By the way, while there may be a lower total of welfare provision here in Spain, certain elements of it are superior to those in the UK. Pensions, for example. Though this, too, is something that differs from region to region, without causing an outcry about a ‘post code lottery’. Ditto state education.

Despite believing that everything strange in a culture not your own will eventually prove to be logical and cogent, there are several things about Spanish society I wonder if I will ever fully understand. One of these is the property market. Specifically the rental sector along this coast. Another thing is the structure of the country’s police force. I say this because the eleven Lugo policemen I mentioned yesterday come from at least three forces, all operating in the same city. But, as I regularly say, it must make sense to someone. Otherwise it wouldn’t happen, would it?

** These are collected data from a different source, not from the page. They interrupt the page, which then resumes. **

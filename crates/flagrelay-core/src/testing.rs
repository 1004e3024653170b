use crate::{
    event_kind, AddonParameters, AddonProvider, Delivery, DomainEvent, ParameterDefinition,
    ParameterType, ProviderDefinition, Result,
};
use async_trait::async_trait;

/// Provider with a `url` (required) and `var` (optional) parameter that
/// accepts every lifecycle event and does nothing.
pub struct StubProvider {
    definition: ProviderDefinition,
}

impl StubProvider {
    pub fn new(name: &str) -> Self {
        Self {
            definition: ProviderDefinition {
                name: name.to_string(),
                display_name: "Simple".to_string(),
                description: "Some description".to_string(),
                parameters: vec![
                    ParameterDefinition::required("url", "Some URL", ParameterType::Url),
                    ParameterDefinition::optional("var", "Some var", ParameterType::Text),
                ],
                events: event_kind::TOGGLE_LIFECYCLE
                    .iter()
                    .map(|e| e.to_string())
                    .collect(),
                tag_types: vec![],
            },
        }
    }
}

#[async_trait]
impl AddonProvider for StubProvider {
    fn definition(&self) -> &ProviderDefinition {
        &self.definition
    }

    async fn handle_event(
        &self,
        _event_type: &str,
        _event: &DomainEvent,
        _parameters: &AddonParameters,
    ) -> Result<Delivery> {
        Ok(Delivery::sent(0))
    }
}
use crate::features::dispatch::service::{DispatchHandle, DispatchService};
use crate::features::observability::controller::ObservabilityController;
use crate::shared::types::DomainEvent;
use flagrelay_core::ErrorResponse;
use std::sync::Arc;
use tokio::sync::broadcast::{self, error::RecvError};
use tokio::task::JoinHandle;
use tracing::{debug, info, warn};

pub struct DispatchController {
    service: Arc<DispatchService>,
    observability: Arc<ObservabilityController>,
}

impl DispatchController {
    pub fn new(service: Arc<DispatchService>, observability: Arc<ObservabilityController>) -> Self {
        Self {
            service,
            observability,
        }
    }

    pub async fn dispatch(&self, event: Arc<DomainEvent>) -> Result<DispatchHandle, ErrorResponse> {
        self.observability.record_event_processed();
        self.service.dispatch(event).await.map_err(|e| e.into())
    }

    /// Consume the event feed until it closes. Deliveries are not awaited, so
    /// a slow addon never holds up the next event.
    pub fn spawn_event_listener(
        self: Arc<Self>,
        mut receiver: broadcast::Receiver<Arc<DomainEvent>>,
    ) -> JoinHandle<()> {
        tokio::spawn(async move {
            info!("Event listener started");
            loop {
                match receiver.recv().await {
                    Ok(event) => {
                        let event_id = event.id;
                        match self.dispatch(event).await {
                            Ok(handle) => {
                                debug!(event_id, deliveries = handle.len(), "Event dispatched");
                            }
                            Err(error) => {
                                warn!(event_id, error = %error.message, "Failed to dispatch event");
                            }
                        }
                    }
                    Err(RecvError::Lagged(skipped)) => {
                        warn!(skipped, "Event listener lagged behind the feed, events dropped");
                    }
                    Err(RecvError::Closed) => {
                        info!("Event feed closed, stopping listener");
                        break;
                    }
                }
            }
        })
    }
}
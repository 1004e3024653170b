pub mod addon_management;
pub mod dispatch;
pub mod event_feed;
pub mod observability;
pub mod tag_types;
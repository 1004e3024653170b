use flagrelay_dispatcher::server::router;
use flagrelay_dispatcher::shared::config::DispatcherConfig;
use flagrelay_dispatcher::FlagRelay;
use flagrelay_providers::builtin_registry;
use std::sync::Arc;
use tracing::{info, Level};
use tracing_subscriber::{EnvFilter, FmtSubscriber};

#[tokio::main]
async fn main() -> Result<(), Box<dyn std::error::Error>> {
    let subscriber = FmtSubscriber::builder()
        .with_max_level(Level::INFO)
        .with_env_filter(
            EnvFilter::try_from_default_env()
                .unwrap_or_else(|_| EnvFilter::new("flagrelay_dispatcher=info,info")),
        )
        .finish();
    tracing::subscriber::set_global_default(subscriber)?;

    let config = DispatcherConfig::from_env()?;
    info!(
        listen_addr = %config.listen_addr,
        public_url = %config.public_url,
        delivery_timeout_ms = config.delivery_timeout.as_millis() as u64,
        max_retries = config.retry_policy.max_retries,
        "Starting FlagRelay dispatcher"
    );

    let registry = builtin_registry(&config.provider_settings())?;
    info!(providers = registry.len(), "Addon providers installed");

    let listen_addr = config.listen_addr;
    let relay = Arc::new(FlagRelay::new(config, registry)?);
    let _listener = relay.start();
    relay.bootstrap().await?;

    let listener = tokio::net::TcpListener::bind(listen_addr).await?;
    info!(%listen_addr, "HTTP surface listening");
    axum::serve(listener, router(relay)).await?;

    Ok(())
}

As I type this, there’s (naturally) an (unwatched) TV showing a film in the corner of this bar. Without looking at it, I can tell – with 100% conviction – that it’s dubbed. This is because of the artificial tone of the actors – as if they’d all recorded their bits on different days and in different places. Or as if everything’s being delivered by male and female computers, with the latter doing every part from five to ninety-five. Does no one Spanish ever notice or object to this, I wonder.

So, Paul the octopus has passed away. Without forecasting his own demise, I suspect. And he got his own obituary in El Mundo today. Which is still more than can be said for poor Norman Wisdom.

Finally . . . . For those interested in Getting to Galicia by air and road:-
  1. Rubbing home the point I made the other day – that they have all the best cards – Ryanair have declined to attend today’s meeting of the Technical Committee of the Committee for Galician Air Routes. Instead, they’ve invited the Xunta to send a negotiating team – cap in hand, I guess – to Dublin. If the Xunta didn’t previously know what a hard bunch of bastards they were dealing with, they do now. If you treat your customers like muck, you’re hardly likely to give regional governments which don’t play ball better treatment. Amateurs against professionals, I fear. Even if the former weren’t divided among themselves, they’d be up against it. But it’s nice to see the Irish using the divide-and-rule strategy of their erstwhile perfidious colonial masters . . . .
  2. The Galician business community has appealed to Brussels in respect of the indescribable mess created by the Portuguese government’s mis-managed installation of booth-free tolls on all major roads into Oporto and its airport. Meanwhile, it’s still not clear how you can get hold of one of the expensive gadgets which will stop you being hit with a huge fine when you (inescapably) venture onto one of these. And it comes to something when the Spanish banks which thought they’d be able to sell the gadgets attribute the confusion and delay to “Portuguese bureaucracy”. But everything is relative, I guess.